Okay, it’s been a while since I posted. Lots of things happened. Lots of things still happening, actually. But I’m here, and it’s good to be back.
Some people who saw that last sentence probably are imagining someone male, scrawny but good-looking with a Jake Gyllenhall/Adam Levine thing going on, flashing a megawatt smile and pumping his fists in the air, sleeves on his collared shirt rolled up to the elbows, emitting a general “let’s do this!” vibe of positivity.
Well. That’s not me.
That’s Me in the Corner
And that’s not been me forever. Well, not literally. Just for as long as I can remember, I suppose.
(Note: This is not a cry for help. A lot of the things I write from here on in may seem sad or depressing, and I can’t stop anyone from seeing it that way. But it’s a description of things the way I see them.)
I wasn’t the saddest kid on the block or anything, but I was never a zipping pocket of energy either. Why bother? There were enough unruly kids in the neighborhood or in the classroom, so why should I take on that role? It would’ve been redundant, and it would’ve resulted in more pediatric Brownian motion than the adults could handle. Kids are called “bundles of joy”, but even back then I had an inkling that the phrase was used as some sort of ironic joke by hassled, frazzled, at-the-end-of-their-rope parents more often than it’s polite to admit. Warped? Maybe. Misinformed? Possibly. Perhaps you could chalk that up to early exposure to sitcoms. Whatever the reason, I thought it was better to stay still and be as non-disruptive as possible. If I could stay out of people’s way, it would be better. Less contact, less friction.
I still think like that. Old habits die hard.
And it’s not just for others’ sake that I want to be alone sometimes. It’s also because I just want to be alone sometimes. It’s irrational, but I find it exhausting to be social. I know that humans are social beings, it’s important to maintain networks, you have to acquire bridging capital so that you can make small talk and keep networks alive, et cetera. But the idea of being always on, especially in this age of social media and constant connection, sounds like a chore to me. For me, when it comes to using my free time, it’s often more important to rest than to connect. I need to be rested so that I can remember to be a half-decent human being. I can’t be the life of the party, but I certainly can smile and nod politely with the best of them, as long as I’ve slept properly.
In Defense of the Gray
Don’t understand what I mean? Well, if you’ve ever heard someone say “I’m not a morning person”, then that will give you an idea of what I’m talking about. Still not sure you get it? Watch this video of one of my all-time favorite ads.
Now, don’t get me wrong. I’m not saying that it’s wrong for people to be all bright and smiling and brimming with enthusiasm. I’m just saying that I’m the kind of guy who can’t muster up that kind of mood most of the time, and find it annoying when people expect me to. And I’m certain I’m not alone. Plus, in my personally pessimistic opinion, if you’re happy all the time, it’s not happiness. You need troughs to have crests. You need valleys to have peaks. You need negatives to have positives. Otherwise, it’s just one long, flat, unfulfilling plateau.

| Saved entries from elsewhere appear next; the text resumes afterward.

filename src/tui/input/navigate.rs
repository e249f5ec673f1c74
use crossterm::event::{KeyCode, KeyEvent, KeyModifiers};

use crate::model::task::Priority;
use crate::tui::app::{App, Mode};

use super::popups::{open_priority_menu, open_settings};

pub(super) fn handle_navigate(app: &mut App, key: KeyEvent) {
    let len = app.store.len();

    match (key.modifiers, key.code) {
        // Quit; unsaved changes need a second press
        (_, KeyCode::Char('q')) => {
            if app.store.is_dirty() && !app.quit_pending {
                app.quit_pending = true;
                app.set_status("unsaved changes: press q again to quit, s to save");
            } else {
                app.should_quit = true;
            }
        }

        (_, KeyCode::Char('?')) => app.show_help = true,

        // Cursor
        (KeyModifiers::NONE, KeyCode::Down) | (KeyModifiers::NONE, KeyCode::Char('j')) => {
            if app.cursor + 1 < len {
                app.cursor += 1;
            }
        }
        (KeyModifiers::NONE, KeyCode::Up) | (KeyModifiers::NONE, KeyCode::Char('k')) => {
            app.cursor = app.cursor.saturating_sub(1);
        }
        (_, KeyCode::Home) | (_, KeyCode::Char('g')) => app.cursor = 0,
        (_, KeyCode::End) | (_, KeyCode::Char('G')) => app.cursor = len.saturating_sub(1),

        // Move the task under the cursor
        (_, KeyCode::Char('J')) | (KeyModifiers::SHIFT, KeyCode::Down) => {
            if app.cursor + 1 < len && app.store.reorder(app.cursor, app.cursor + 1) {
                app.cursor += 1;
            }
        }
        (_, KeyCode::Char('K')) | (KeyModifiers::SHIFT, KeyCode::Up) => {
            if app.cursor > 0 && app.store.reorder(app.cursor, app.cursor - 1) {
                app.cursor -= 1;
            }
        }

        // Toggle completion
        (_, KeyCode::Char(' ')) | (_, KeyCode::Char('x')) => {
            if len > 0
                && let Err(e) = app.store.toggle_task(app.cursor)
            {
                app.set_status(e.to_string());
            }
        }

        // New task
        (_, KeyCode::Char('a')) | (_, KeyCode::Char('i')) | (_, KeyCode::Enter) => {
            app.mode = Mode::Input;
        }

        // Priority
        (_, KeyCode::Char('p')) => {
            if len > 0 {
                open_priority_menu(app, app.cursor);
            }
        }
        (_, KeyCode::Char(c @ '1'..='3')) => {
            if len > 0 {
                let priority = Priority::ALL[(c as u8 - b'1') as usize];
                app.set_priority(app.cursor, priority);
            }
        }

        // Remove completed
        (_, KeyCode::Delete) | (_, KeyCode::Char('D')) => {
            let removed = app.store.remove_completed();
            app.clamp_cursor();
            if removed > 0 {
                app.set_status(format!(
                    "removed {} completed task{}",
                    removed,
                    if removed == 1 { "" } else { "s" }
                ));
            }
        }

        (_, KeyCode::Char('s')) => app.save(),

        // Redraw from the in-memory list
        (_, KeyCode::Char('r')) => {
            app.clamp_cursor();
            app.scroll_offset = 0;
        }

        (_, KeyCode::Char(',')) => open_settings(app),

        _ => {}
    }
}
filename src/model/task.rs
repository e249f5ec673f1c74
use std::fmt;
use std::str::FromStr;

use serde::{Deserialize, Deserializer, Serialize};

/// Task priority. Affects display color only.
#[derive(Debug, Clone, Copy, Default, PartialEq, Eq, Serialize, Deserialize)]
#[serde(rename_all = "lowercase")]
pub enum Priority {
    #[default]
    Normal,
    Medium,
    High,
}

impl Priority {
    /// All priorities in menu order
    pub const ALL: [Priority; 3] = [Priority::Normal, Priority::Medium, Priority::High];

    pub fn as_str(self) -> &'static str {
        match self {
            Priority::Normal => "normal",
            Priority::Medium => "medium",
            Priority::High => "high",
        }
    }

    /// Capitalized label used in menus
    pub fn label(self) -> &'static str {
        match self {
            Priority::Normal => "Normal",
            Priority::Medium => "Medium",
            Priority::High => "High",
        }
    }

    /// Parse a priority name, falling back to `Normal` for anything unknown.
    pub fn from_name_lossy(name: &str) -> Priority {
        name.parse().unwrap_or_default()
    }

    /// Next priority in menu order, wrapping around
    pub fn next(self) -> Priority {
        match self {
            Priority::Normal => Priority::Medium,
            Priority::Medium => Priority::High,
            Priority::High => Priority::Normal,
        }
    }
}

impl fmt::Display for Priority {
    fn fmt(&self, f: &mut fmt::Formatter<'_>) -> fmt::Result {
        f.write_str(self.as_str())
    }
}

impl FromStr for Priority {
    type Err = String;

    fn from_str(s: &str) -> Result<Self, Self::Err> {
        match s.trim().to_ascii_lowercase().as_str() {
            "normal" => Ok(Priority::Normal),
            "medium" => Ok(Priority::Medium),
            "high" => Ok(Priority::High),
            other => Err(format!("unknown priority: {}", other)),
        }
    }
}

/// A single to-do entry. Tasks have no id; their index in the list is
/// the only handle.
#[derive(Debug, Clone, PartialEq, Eq, Serialize)]
pub struct Task {
    pub text: String,
    pub completed: bool,
    pub priority: Priority,
}

impl Task {
    pub fn new(text: impl Into<String>, priority: Priority) -> Self {
        Task {
            text: text.into(),
            completed: false,
            priority,
        }
    }
}

/// Every shape a task has been stored in over time.
#[derive(Deserialize)]
#[serde(untagged)]
enum StoredTask {
    /// Oldest format: the task text alone
    Legacy(String),
    Record {
        text: String,
        #[serde(default)]
        completed: bool,
        #[serde(default)]
        priority: Option<String>,
    },
}

impl From<StoredTask> for Task {
    fn from(stored: StoredTask) -> Self {
        match stored {
            StoredTask::Legacy(text) => Task::new(text, Priority::Normal),
            StoredTask::Record {
                text,
                completed,
                priority,
            } => Task {
                text,
                completed,
                priority: priority
                    .as_deref()
                    .map(Priority::from_name_lossy)
                    .unwrap_or_default(),
            },
        }
    }
}

impl<'de> Deserialize<'de> for Task {
    fn deserialize<D: Deserializer<'de>>(deserializer: D) -> Result<Self, D::Error> {
        StoredTask::deserialize(deserializer).map(Task::from)
    }
}
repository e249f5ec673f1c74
pub mod commands;
pub mod handlers;
pub mod output;
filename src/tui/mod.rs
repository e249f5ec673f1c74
pub mod app;
pub mod input;
pub mod render;
pub mod theme;

pub use app::run;
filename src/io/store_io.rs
use std::fs;
use std::io::{self, Write};
use std::path::{Path, PathBuf};

use serde::Serialize;
use serde::de::DeserializeOwned;
use tempfile::NamedTempFile;
use serde_json::{Map, Value};
use tracing::{debug, error, info, warn};

use crate::model::settings::Settings;
use crate::model::task::Task;

pub const TASKS_FILE: &str = "tasks.json";
pub const SETTINGS_FILE: &str = "settings.json";

/// Error type for task/settings file writes
#[derive(Debug, thiserror::Error)]
pub enum StoreError {
    #[error("could not create directory {path}: {source}")]
    CreateDir { path: PathBuf, source: io::Error },
    #[error("could not write {path}: {source}")]
    Write { path: PathBuf, source: io::Error },
    #[error("could not serialize {what}: {source}")]
    Serialize {
        what: &'static str,
        source: serde_json::Error,
    },
}

/// Outcome of reading one of the JSON files
enum Loaded<T> {
    Missing,
    Malformed(String),
    Ok(T),
}

fn read_json<T: DeserializeOwned>(path: &Path) -> Loaded<T> {
    let content = match fs::read_to_string(path) {
        Ok(c) => c,
        Err(e) if e.kind() == io::ErrorKind::NotFound => return Loaded::Missing,
        Err(e) => return Loaded::Malformed(e.to_string()),
    };
    match serde_json::from_str(&content) {
        Ok(v) => Loaded::Ok(v),
        Err(e) => Loaded::Malformed(e.to_string()),
    }
}

/// Write `content` to `path` atomically using a temp file + rename.
/// The parent directory is created when missing.
fn atomic_write(path: &Path, content: &[u8]) -> Result<(), StoreError> {
    let dir = path.parent().unwrap_or(Path::new("."));
    fs::create_dir_all(dir).map_err(|source| StoreError::CreateDir {
        path: dir.to_path_buf(),
        source,
    })?;
    let write_err = |source| StoreError::Write {
        path: path.to_path_buf(),
        source,
    };
    let mut tmp = NamedTempFile::new_in(dir).map_err(write_err)?;
    tmp.write_all(content).map_err(write_err)?;
    tmp.flush().map_err(write_err)?;
    tmp.persist(path).map_err(|e| write_err(e.error))?;
    Ok(())
}

/// Read the task list from `<data_dir>/tasks.json`.
///
/// A missing file yields an empty list (and the data directory is created);
/// an unreadable or malformed file yields an empty list and logs an error.
pub fn load_tasks(data_dir: &Path) -> Vec<Task> {
    let path = data_dir.join(TASKS_FILE);
    match read_json::<Vec<Value>>(&path) {
        Loaded::Ok(entries) => {
            let tasks = tasks_from_entries(entries);
            debug!(count = tasks.len(), path = %path.display(), "loaded tasks");
            tasks
        }
        Loaded::Missing => {
            info!(path = %path.display(), "tasks file not found, starting with an empty list");
            if let Err(e) = fs::create_dir_all(data_dir) {
                error!(dir = %data_dir.display(), "could not create data directory: {}", e);
            }
            Vec::new()
        }
        Loaded::Malformed(reason) => {
            error!(path = %path.display(), "invalid task data, starting with an empty list: {}", reason);
            Vec::new()
        }
    }
}

/// Convert array elements one at a time so a single bad entry only costs
/// itself.
fn tasks_from_entries(entries: Vec<Value>) -> Vec<Task> {
    entries
        .into_iter()
        .enumerate()
        .filter_map(|(i, entry)| match serde_json::from_value::<Task>(entry) {
            Ok(task) => Some(task),
            Err(e) => {
                warn!(entry = i, "skipping unreadable task: {}", e);
                None
            }
        })
        .collect()
}

/// Write the full task list as a compact JSON array.
pub fn save_tasks(data_dir: &Path, tasks: &[Task]) -> Result<(), StoreError> {
    let path = data_dir.join(TASKS_FILE);
    let content = serde_json::to_vec(tasks).map_err(|source| StoreError::Serialize {
        what: "tasks",
        source,
    })?;
    atomic_write(&path, &content)?;
    debug!(count = tasks.len(), path = %path.display(), "saved tasks");
    Ok(())
}

/// Read settings from `<data_dir>/settings.json`, merged onto the defaults.
pub fn load_settings(data_dir: &Path) -> Settings {
    let path = data_dir.join(SETTINGS_FILE);
    match read_json::<Map<String, Value>>(&path) {
        Loaded::Ok(map) => merge_settings(map),
        Loaded::Missing => {
            info!(path = %path.display(), "settings file not found, using defaults");
            Settings::default()
        }
        Loaded::Malformed(reason) => {
            error!(path = %path.display(), "invalid settings data, using defaults: {}", reason);
            Settings::default()
        }
    }
}

/// Apply each known key onto the defaults. A key with a value of the wrong
/// type is skipped without losing the others; unknown keys are ignored.
fn merge_settings(map: Map<String, Value>) -> Settings {
    let mut settings = Settings::default();
    for (key, value) in map {
        let applied = match key.as_str() {
            "font_family" => serde_json::from_value(value).map(|v| settings.font_family = v),
            "font_size" => serde_json::from_value(value).map(|v| settings.font_size = v),
            "dark_mode" => serde_json::from_value(value).map(|v| settings.dark_mode = v),
            _ => continue,
        };
        if let Err(e) = applied {
            warn!(key = %key, "ignoring invalid setting: {}", e);
        }
    }
    settings
}

/// Write settings as indented JSON.
pub fn save_settings(data_dir: &Path, settings: &Settings) -> Result<(), StoreError> {
    let path = data_dir.join(SETTINGS_FILE);
    let content = serialize_pretty(settings).map_err(|source| StoreError::Serialize {
        what: "settings",
        source,
    })?;
    atomic_write(&path, &content)?;
    debug!(path = %path.display(), "saved settings");
    Ok(())
}

/// Pretty-print with 2-space indentation
fn serialize_pretty<T: Serialize>(value: &T) -> Result<Vec<u8>, serde_json::Error> {
    let mut out = serde_json::to_vec_pretty(value)?;
    out.push(b'\n');
    Ok(out)
}
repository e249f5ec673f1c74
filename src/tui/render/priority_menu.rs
use ratatui::Frame;
use ratatui::layout::Rect;
use ratatui::style::{Modifier, Style};
use ratatui::text::{Line, Span};
use ratatui::widgets::{Block, Borders, Clear, Paragraph};

use crate::model::task::Priority;
use crate::tui::app::{App, SWATCH_COLS};

const MENU_WIDTH: u16 = 14;
const MENU_HEIGHT: u16 = Priority::ALL.len() as u16 + 2;

/// Render the priority menu next to the row it was opened from, and
/// remember where it landed for mouse hits.
pub fn render_priority_menu(frame: &mut Frame, app: &mut App, area: Rect) {
    let Some(menu) = app.priority_menu else {
        return;
    };

    // Drop down from the swatch of the task's row, or center if it scrolled away
    let anchor = app
        .rows
        .iter()
        .find(|r| r.index == menu.index)
        .map(|r| (r.x + SWATCH_COLS.start, r.extent.bottom));
    let menu_area = match anchor {
        Some((x, y)) => place_below(x, y, area),
        None => super::centered_rect(MENU_WIDTH, MENU_HEIGHT, area),
    };

    frame.render_widget(Clear, menu_area);

    let bg = app.theme.background;
    let block = Block::default()
        .borders(Borders::ALL)
        .title(" priority ")
        .border_style(Style::default().fg(app.theme.dim).bg(bg))
        .style(Style::default().bg(bg));

    let inner_width = MENU_WIDTH.saturating_sub(2) as usize;
    let lines: Vec<Line> = Priority::ALL
        .iter()
        .enumerate()
        .map(|(i, priority)| {
            let marker = if i == menu.selected { "\u{25B6}" } else { " " }; // ▶
            let label = format!("{}{} {}", marker, i + 1, priority.label());
            let pad = inner_width.saturating_sub(label.chars().count());
            let mut style = Style::default()
                .fg(app.theme.text)
                .bg(app.theme.priority_color(*priority));
            if i == menu.selected {
                style = style.add_modifier(Modifier::BOLD);
            }
            Line::from(Span::styled(format!("{}{}", label, " ".repeat(pad)), style))
        })
        .collect();

    frame.render_widget(Paragraph::new(lines).block(block), menu_area);
    app.menu_area = Some(menu_area);
}

/// A menu rect with its top-left at (x, y), pushed back inside `area`
fn place_below(x: u16, y: u16, area: Rect) -> Rect {
    let width = MENU_WIDTH.min(area.width);
    let height = MENU_HEIGHT.min(area.height);
    let max_x = area.x + area.width - width;
    let max_y = area.y + area.height - height;
    Rect {
        x: x.clamp(area.x, max_x),
        y: y.clamp(area.y, max_y),
        width,
        height,
    }
}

And it’s not as if a person’s emotions are set on binary mode. It’s not as simple as “you’re either happy or sad”. There’s a whole spectrum of possibilities, between drug-high euphoria and total staring-into-the-abyss depression. And for each degree of happiness/sadness, there is a different flavor thereof. For instance, there’s being happy from bonding with family, and there’s being happy from hanging out with friends/co-workers/other people whose company you can actually enjoy. And there’s being sad because you have to go to school or work again, and there’s sad because you’ve been eating the same meal for the past three days.
But sometimes, people come up to me and say “cheer up, sourpuss”, “turn that frown upside down”, “smiling is a tax-free activity, you know”, or something that suggests I look sad, and I should work to be happy and look it instead. And I’m sometimes frustrated when people act as if those are the only two choices one should have.
Look, I get it. It’s easier to live life with just a limited set of assumptions and choices, and to operate as if other possibilities are a non-issue. It’s more convenient to just work with the assumption that people have to be happy all of the time, and things get easier when people are happy. The thing is, not everyone can be enthusiastic. Not everyone expresses their happiness in whoops, howls, and fist pumps. Not everyone can manage anything much more than a tight-lipped grin.
So I submit that just like how standards of beauty don’t have to be set in stone or imposed, so too should standards of looking happy not be imposed. A Colgate smile should not be mandatory apparel for happiness.